EXERCISE MATERIAL:
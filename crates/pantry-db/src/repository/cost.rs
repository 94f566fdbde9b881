//! # Cost Operation Repository
//!
//! Storage of cost records (purchases, wages, rent, utilities...).
//!
//! Records are immutable. A correction is a new record, never an edit.
//! A record is either general (no related entity) or attributed to one
//! product through `related_entity_type` / `related_entity_id`.

use chrono::{DateTime, Utc};
use sqlx::sqlite::SqliteRow;
use sqlx::{Row, SqliteConnection, SqlitePool};
use tracing::debug;

use super::{decimal_column, decimal_text};
use crate::error::DbResult;
use pantry_core::{CostCategory, CostOperation, DateRange, EntityType, RelatedEntity};

const COST_COLUMNS: &str = r#"
    id, category, amount, description,
    related_entity_type, related_entity_id,
    actor, occurred_at, created_at
"#;

/// Repository for cost operations.
#[derive(Debug, Clone)]
pub struct CostOperationRepository {
    pool: SqlitePool,
}

impl CostOperationRepository {
    /// Creates a new CostOperationRepository.
    pub fn new(pool: SqlitePool) -> Self {
        CostOperationRepository { pool }
    }

    /// Inserts a cost record on the caller's connection.
    ///
    /// Used by restocks so the purchase cost commits with the quantity change.
    pub async fn insert_on(conn: &mut SqliteConnection, op: &CostOperation) -> DbResult<()> {
        debug!(
            id = %op.id,
            category = %op.category,
            amount = %op.amount,
            "Recording cost operation"
        );

        let (entity_type, entity_id) = match &op.related_entity {
            Some(related) => (Some(related.entity_type), Some(related.id.as_str())),
            None => (None, None),
        };

        sqlx::query(
            r#"
            INSERT INTO cost_operations (
                id, category, amount, description,
                related_entity_type, related_entity_id,
                actor, occurred_at, created_at
            ) VALUES (?1, ?2, ?3, ?4, ?5, ?6, ?7, ?8, ?9)
            "#,
        )
        .bind(&op.id)
        .bind(op.category)
        .bind(decimal_text(op.amount))
        .bind(&op.description)
        .bind(entity_type)
        .bind(entity_id)
        .bind(&op.actor)
        .bind(op.occurred_at)
        .bind(op.created_at)
        .execute(&mut *conn)
        .await?;

        Ok(())
    }

    /// Inserts a standalone cost record.
    pub async fn insert(&self, op: &CostOperation) -> DbResult<()> {
        let mut conn = self.pool.acquire().await?;
        Self::insert_on(&mut *conn, op).await
    }

    /// Gets a cost record by ID.
    pub async fn get_by_id(&self, id: &str) -> DbResult<Option<CostOperation>> {
        let sql = format!("SELECT {} FROM cost_operations WHERE id = ?1", COST_COLUMNS);

        let row = sqlx::query(&sql)
            .bind(id)
            .fetch_optional(&self.pool)
            .await?;
        row.as_ref().map(operation_from_row).transpose()
    }

    /// Cost records whose `occurred_at` falls in the range, oldest first.
    pub async fn list(&self, range: &DateRange) -> DbResult<Vec<CostOperation>> {
        let sql = format!(
            "SELECT {} FROM cost_operations ORDER BY occurred_at, created_at, id",
            COST_COLUMNS
        );

        let rows = sqlx::query(&sql).fetch_all(&self.pool).await?;
        let mut operations = Vec::with_capacity(rows.len());
        for row in &rows {
            let op = operation_from_row(row)?;
            if range.contains(op.occurred_at) {
                operations.push(op);
            }
        }
        Ok(operations)
    }

    /// Cost records attributed directly to a product.
    pub async fn by_product(&self, product_id: &str) -> DbResult<Vec<CostOperation>> {
        let sql = format!(
            r#"
            SELECT {} FROM cost_operations
            WHERE related_entity_type = 'product' AND related_entity_id = ?1
            ORDER BY occurred_at, created_at, id
            "#,
            COST_COLUMNS
        );

        let rows = sqlx::query(&sql)
            .bind(product_id)
            .fetch_all(&self.pool)
            .await?;
        rows.iter().map(operation_from_row).collect()
    }

    /// Counts cost records (for diagnostics).
    pub async fn count(&self) -> DbResult<i64> {
        let count: i64 = sqlx::query_scalar("SELECT COUNT(*) FROM cost_operations")
            .fetch_one(&self.pool)
            .await?;

        Ok(count)
    }
}

fn operation_from_row(row: &SqliteRow) -> DbResult<CostOperation> {
    let category: CostCategory = row.try_get("category")?;
    let entity_type: Option<EntityType> = row.try_get("related_entity_type")?;
    let entity_id: Option<String> = row.try_get("related_entity_id")?;
    let occurred_at: DateTime<Utc> = row.try_get("occurred_at")?;

    let related_entity = match (entity_type, entity_id) {
        (Some(entity_type), Some(id)) => Some(RelatedEntity { entity_type, id }),
        _ => None,
    };

    Ok(CostOperation {
        id: row.try_get("id")?,
        category,
        amount: decimal_column(row, "amount")?,
        description: row.try_get("description")?,
        related_entity,
        actor: row.try_get("actor")?,
        occurred_at,
        created_at: row.try_get("created_at")?,
    })
}

// =============================================================================
// Unit Tests
// =============================================================================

ABOUT THIS TASK:
Retype the whole listing above exactly as it appears.

RESPONSE AREA:
filename crates/pantry-db/src/repository/cost.rs
repository 94f566fdbde9b881
//! # Cost Operation Repository
//!
//! Storage of cost records (purchases, wages, rent, utilities...).
//!
//! Records are immutable. A correction is a new record, never an edit.
//! A record is either general (no related entity) or attributed to one
//! product through `related_entity_type` / `related_entity_id`.

use chrono::{DateTime, Utc};
use sqlx::sqlite::SqliteRow;
use sqlx::{Row, SqliteConnection, SqlitePool};
use tracing::debug;

use super::{decimal_column, decimal_text};
use crate::error::DbResult;
use pantry_core::{CostCategory, CostOperation, DateRange, EntityType, RelatedEntity};

const COST_COLUMNS: &str = r#"
    id, category, amount, description,
    related_entity_type, related_entity_id,
    actor, occurred_at, created_at
"#;

/// Repository for cost operations.
#[derive(Debug, Clone)]
pub struct CostOperationRepository {
    pool: SqlitePool,
}

impl CostOperationRepository {
    /// Creates a new CostOperationRepository.
    pub fn new(pool: SqlitePool) -> Self {
        CostOperationRepository { pool }
    }

    /// Inserts a cost record on the caller's connection.
    ///
    /// Used by restocks so the purchase cost commits with the quantity change.
    pub async fn insert_on(conn: &mut SqliteConnection, op: &CostOperation) -> DbResult<()> {
        debug!(
            id = %op.id,
            category = %op.category,
            amount = %op.amount,
            "Recording cost operation"
        );

        let (entity_type, entity_id) = match &op.related_entity {
            Some(related) => (Some(related.entity_type), Some(related.id.as_str())),
            None => (None, None),
        };

        sqlx::query(
            r#"
            INSERT INTO cost_operations (
                id, category, amount, description,
                related_entity_type, related_entity_id,
                actor, occurred_at, created_at
            ) VALUES (?1, ?2, ?3, ?4, ?5, ?6, ?7, ?8, ?9)
            "#,
        )
        .bind(&op.id)
        .bind(op.category)
        .bind(decimal_text(op.amount))
        .bind(&op.description)
        .bind(entity_type)
        .bind(entity_id)
        .bind(&op.actor)
        .bind(op.occurred_at)
        .bind(op.created_at)
        .execute(&mut *conn)
        .await?;

        Ok(())
    }

    /// Inserts a standalone cost record.
    pub async fn insert(&self, op: &CostOperation) -> DbResult<()> {
        let mut conn = self.pool.acquire().await?;
        Self::insert_on(&mut *conn, op).await
    }

    /// Gets a cost record by ID.
    pub async fn get_by_id(&self, id: &str) -> DbResult<Option<CostOperation>> {
        let sql = format!("SELECT {} FROM cost_operations WHERE id = ?1", COST_COLUMNS);

        let row = sqlx::query(&sql)
            .bind(id)
            .fetch_optional(&self.pool)
            .await?;
        row.as_ref().map(operation_from_row).transpose()
    }

    /// Cost records whose `occurred_at` falls in the range, oldest first.
    pub async fn list(&self, range: &DateRange) -> DbResult<Vec<CostOperation>> {
        let sql = format!(
            "SELECT {} FROM cost_operations ORDER BY occurred_at, created_at, id",
            COST_COLUMNS
        );

        let rows = sqlx::query(&sql).fetch_all(&self.pool).await?;
        let mut operations = Vec::with_capacity(rows.len());
        for row in &rows {
            let op = operation_from_row(row)?;
            if range.contains(op.occurred_at) {
                operations.push(op);
            }
        }
        Ok(operations)
    }

    /// Cost records attributed directly to a product.
    pub async fn by_product(&self, product_id: &str) -> DbResult<Vec<CostOperation>> {
        let sql = format!(
            r#"
            SELECT {} FROM cost_operations
            WHERE related_entity_type = 'product' AND related_entity_id = ?1
            ORDER BY occurred_at, created_at, id
            "#,
            COST_COLUMNS
        );

        let rows = sqlx::query(&sql)
            .bind(product_id)
            .fetch_all(&self.pool)
            .await?;
        rows.iter().map(operation_from_row).collect()
    }

    /// Counts cost records (for diagnostics).
    pub async fn count(&self) -> DbResult<i64> {
        let count: i64 = sqlx::query_scalar("SELECT COUNT(*) FROM cost_operations")
            .fetch_one(&self.pool)
            .await?;

        Ok(count)
    }
}

fn operation_from_row(row: &SqliteRow) -> DbResult<CostOperation> {
    let category: CostCategory = row.try_get("category")?;
    let entity_type: Option<EntityType> = row.try_get("related_entity_type")?;
    let entity_id: Option<String> = row.try_get("related_entity_id")?;
    let occurred_at: DateTime<Utc> = row.try_get("occurred_at")?;

    let related_entity = match (entity_type, entity_id) {
        (Some(entity_type), Some(id)) => Some(RelatedEntity { entity_type, id }),
        _ => None,
    };

    Ok(CostOperation {
        id: row.try_get("id")?,
        category,
        amount: decimal_column(row, "amount")?,
        description: row.try_get("description")?,
        related_entity,
        actor: row.try_get("actor")?,
        occurred_at,
        created_at: row.try_get("created_at")?,
    })
}

// =============================================================================
// Unit Tests
// =============================================================================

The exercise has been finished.